Linked Data Event Streams

Living Standard,

This version:
https://w3id.org/ldes/specification
Issue Tracking:
GitHub
Editor:
Pieter Colpaert

Abstract

A Linked Data Event Stream is a collection of immutable objects (such as version objects, sensor observations or archived representations). Each object is described in RDF.

1. Introduction

A Linked Data Event Stream (LDES) (ldes:EventStream) is a collection (rdfs:subClassOf tree:Collection) of immutable objects, each object being described using a set of RDF triples ([rdf-primer]).

This specification uses the TREE specification for its collection and fragmentation (or pagination) features, which in its turn is compatible to other specifications such as [activitystreams-core], [VOCAB-DCAT-2], [LDP] or Shape Trees. For the specific compatibility rules, read the TREE specification.

Note: When a client once processed a member, it should never have to process it again. A Linked Data Event Stream client can thus keep a list of (or cache) already processed member IRIs. A reference implementation of a client is available as part of the Comunica framework on NPM and Github.

The base URI for LDES is https://w3id.org/ldes#, and the preferred prefix is ldes:. Other prefixes are used following prefix.cc.

ex:C1 a ldes:EventStream ;
      ldes:timestampPath sosa:resultTime ;
      tree:shape ex:shape1.shacl ;
      tree:member ex:Observation1 .

ex:Observation1 a sosa:Observation ;
                sosa:resultTime "2021-01-01T00:00:00Z"^^xsd:dateTime ;
                sosa:hasSimpleResult "..." .

The ldes:EventStream instance SHOULD have these properties:

The ldes:EventStream instance MAY have these properties:

ex:C2 a ldes:EventStream ;
      ldes:timestampPath dcterms:created ;
      ldes:versionOfPath dcterms:isVersionOf ;
      tree:shape ex:shape2.shacl ;
      tree:member ex:AddressRecord1-version1 .

ex:AddressRecord1-version1 dcterms:created "2021-01-01T00:00:00Z"^^xsd:dateTime ;
                           adms:versionNotes "First version of this address" ;
                           dcterms:isVersionOf ex:AddressRecord1 ;
                           dcterms:title "Streetname X, ZIP Municipality, Country" .

Note: When you need to change an earlier version of an ldes:EventStream, there are two options: create a new version of the object with a new shape that is backward compatible, and add the new version of that object again as a member on the stream, or replicate and transform the entire collection into a new ldes:EventStream. You can indicate that the new ldes:EventStream is derived from another ldes:EventStream.

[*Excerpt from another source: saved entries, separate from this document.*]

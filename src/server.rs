//! Server front-end.
//!
//! [`Server`] owns a listening socket, buffers each inbound connection
//! through the HTTP request parser, and surfaces complete well-formed
//! requests as [`ServerRequest`] values. The application resolves each
//! request exactly once — [`respond`](ServerRequest::respond),
//! [`respond_text`](ServerRequest::respond_text),
//! [`redirect`](ServerRequest::redirect) or
//! [`upgrade`](ServerRequest::upgrade) — and resolution consumes it.
//! Dropping an unresolved request closes the underlying connection.

use std::io;
use std::net::SocketAddr;

use bytes::{Bytes, BytesMut};
use tokio::io::{AsyncReadExt, AsyncWriteExt};
use tokio::net::{TcpListener, TcpStream, ToSocketAddrs};
use tokio::sync::mpsc;
use tokio_util::codec::Decoder;
use url::Url;

use crate::endpoint::{Endpoint, Events};
use crate::handshake::{accept_response, reject_response, validate_upgrade, HandshakeResult};
use crate::http::{self, Headers, Request, RequestCodec, Response};
use crate::options::Options;
use crate::params::Parameterized;
use crate::transport::TcpTransport;
use crate::{Result, WebSocketError};

/// How many parsed requests may queue before connection readers wait.
const REQUEST_BACKLOG: usize = 32;

/// A listening WebSocket server.
pub struct Server {
    local_addr: SocketAddr,
    requests: mpsc::Receiver<ServerRequest>,
    accept_task: tokio::task::JoinHandle<()>,
}

impl Server {
    /// Binds a listener and starts accepting connections.
    pub async fn bind(addr: impl ToSocketAddrs) -> io::Result<Server> {
        let listener = TcpListener::bind(addr).await?;
        let local_addr = listener.local_addr()?;
        let (tx, rx) = mpsc::channel(REQUEST_BACKLOG);
        let accept_task = tokio::spawn(accept_loop(listener, tx));
        Ok(Server {
            local_addr,
            requests: rx,
            accept_task,
        })
    }

    pub fn local_addr(&self) -> SocketAddr {
        self.local_addr
    }

    /// The next complete request from any connection. `None` once the
    /// listener has shut down.
    pub async fn next_request(&mut self) -> Option<ServerRequest> {
        self.requests.recv().await
    }
}

impl Drop for Server {
    fn drop(&mut self) {
        self.accept_task.abort();
    }
}

async fn accept_loop(listener: TcpListener, tx: mpsc::Sender<ServerRequest>) {
    loop {
        match listener.accept().await {
            Ok((stream, peer)) => {
                let tx = tx.clone();
                tokio::spawn(async move {
                    if let Some(request) = read_request(stream, peer).await {
                        let _ = tx.send(request).await;
                    }
                });
            }
            Err(err) => {
                log::debug!("accept failed: {err}");
            }
        }
    }
}
//! Per-endpoint traffic counters.
//!
//! Counters are monotonic wrapping 64-bit values, kept separately for the
//! input and output directions. The framers record into their own
//! [`DirectionStats`]; the endpoint controller combines both halves into a
//! [`Statistics`] snapshot on demand and optionally zeroes them.

/// Counters for one traffic direction.
#[derive(Debug, Default, Clone, Copy, PartialEq, Eq)]
pub struct DirectionStats {
    /// Close, ping and pong frames.
    pub control_frames: u64,
    pub text_messages: u64,
    /// Uncompressed text payload bytes.
    pub text_bytes: u64,
    pub binary_messages: u64,
    /// Uncompressed binary payload bytes.
    pub binary_bytes: u64,
    /// Messages that crossed the wire compressed.
    pub compressed_messages: u64,
    /// Compressed payload bytes as transferred.
    pub compressed_bytes: u64,
    /// Uncompressed minus compressed byte total; negative when compression
    /// expanded the payloads.
    pub bytes_saved: i64,
}

impl DirectionStats {
    pub(crate) fn record_text(&mut self, len: usize) {
        self.text_messages = self.text_messages.wrapping_add(1);
        self.text_bytes = self.text_bytes.wrapping_add(len as u64);
    }

    pub(crate) fn record_binary(&mut self, len: usize) {
        self.binary_messages = self.binary_messages.wrapping_add(1);
        self.binary_bytes = self.binary_bytes.wrapping_add(len as u64);
    }

    pub(crate) fn record_control(&mut self) {
        self.control_frames = self.control_frames.wrapping_add(1);
    }

    pub(crate) fn record_compressed(&mut self, raw_len: usize, wire_len: usize) {
        self.compressed_messages = self.compressed_messages.wrapping_add(1);
        self.compressed_bytes = self.compressed_bytes.wrapping_add(wire_len as u64);
        self.bytes_saved = self
            .bytes_saved
            .wrapping_add(raw_len as i64 - wire_len as i64);
    }
}

/// A snapshot of both directions' counters.
#[derive(Debug, Default, Clone, Copy, PartialEq, Eq)]
pub struct Statistics {
    pub input: DirectionStats,
    pub output: DirectionStats,
}
//! Product route handlers.

use axum::{
    extract::{Path, Query, State},
    http::{StatusCode, Uri},
    response::Response,
};
use serde::Deserialize;
use tracing::instrument;
use vitrine_core::ProductId;

use super::{ShellQuery, locale_for, not_found, redirect_canonical, render};
use crate::components::{entity_path, product_path};
use crate::error::Result;
use crate::pages::{Page, RenderRequest};
use crate::state::AppState;

/// Path parameters of a product page. The slug is optional and only
/// checked against the canonical one.
#[derive(Debug, Deserialize)]
pub struct ProductPath {
    pub locale: String,
    pub id: String,
    #[serde(default)]
    pub slug: Option<String>,
}

/// Display product detail page.
#[instrument(skip(state))]
pub async fn show(
    State(state): State<AppState>,
    Path(params): Path<ProductPath>,
    Query(query): Query<ShellQuery>,
    uri: Uri,
) -> Result<Response> {
    let drawer = query.drawer()?;
    let Some(locale) = locale_for(&state, &params.locale) else {
        return not_found(&state, None, &uri, drawer);
    };
    let Some(product) = params
        .id
        .parse::<ProductId>()
        .ok()
        .and_then(|id| state.catalog().product(&id))
    else {
        return not_found(&state, Some(locale), &uri, drawer);
    };

    let name = product.name.get(&locale).unwrap_or_default();
    let canonical = product_path(&locale, &product.id, name);
    let requested = entity_path(
        &params.locale,
        "products",
        &params.id,
        params.slug.as_deref().unwrap_or_default(),
    );
    if requested != canonical {
        return Ok(redirect_canonical(&canonical, &uri));
    }

    render(
        &state,
        RenderRequest {
            page: Page::Product(product),
            locale,
            path: canonical,
            drawer,
        },
        StatusCode::OK,
    )
}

Note: in Example 1, we consider the Observation object to be an immutable object and we can use the existing identifiers. In Example 2 however, we still had to create version IRIs in order to be able to link to immutable objects.

2. Fragmenting and pagination

The focus of an LDES is to allow clients to replicate the history of a dataset and efficiently synchronize with its latest changes. Linked Data Event Streams MAY be fragmented when their size becomes too big for 1 HTTP response. Fragmentations MUST be described using the features in the TREE specification. All relation types from the TREE specification MAY be used.

ex:C1 a ldes:EventStream ;
      ldes:timestampPath sosa:resultTime ;
      tree:shape ex:shape1.shacl ;
      tree:member ex:Obervation1, ... ;
      tree:view <?page=1> .

<?page=1> a tree:Node ;
          tree:relation [
              a tree:GreaterThanOrEqualToRelation ;
              tree:path sosa:resultTime ;
              tree:node <?page=2> ;
              tree:value "2020-12-24T12:00:00Z"^^xsd:dateTime
          ] .

An tree:importStream MAY be used to describe a publish-subscribe interface to subscribe to new members in the LDES.

Note: A 1-dimensional fragmentation based on creation time of the immutable objects is probably going to be the most interesting and highest priority fragmentation for an LDES, as only the latest page, once replicated, should be subscribed to for updates. However, it may happen that a time-based fragmentation cannot be applied. For example: the backend system on which the LDES has been built does not receive the events at the time they were created, due to human errors (forgetting to indicate that a change was made), external systems or just latency. Applying a time-based fragmentation in that situation will result in losing caching, due to the ever-changing pages. Instead, in the spirit of an LDES’s goal, the publisher should publish the events in the order they were received by the backend system (that order is never changing), trying to give as many pages as possible an HTTP Cache-Control: public, max-age=604800, immutable header.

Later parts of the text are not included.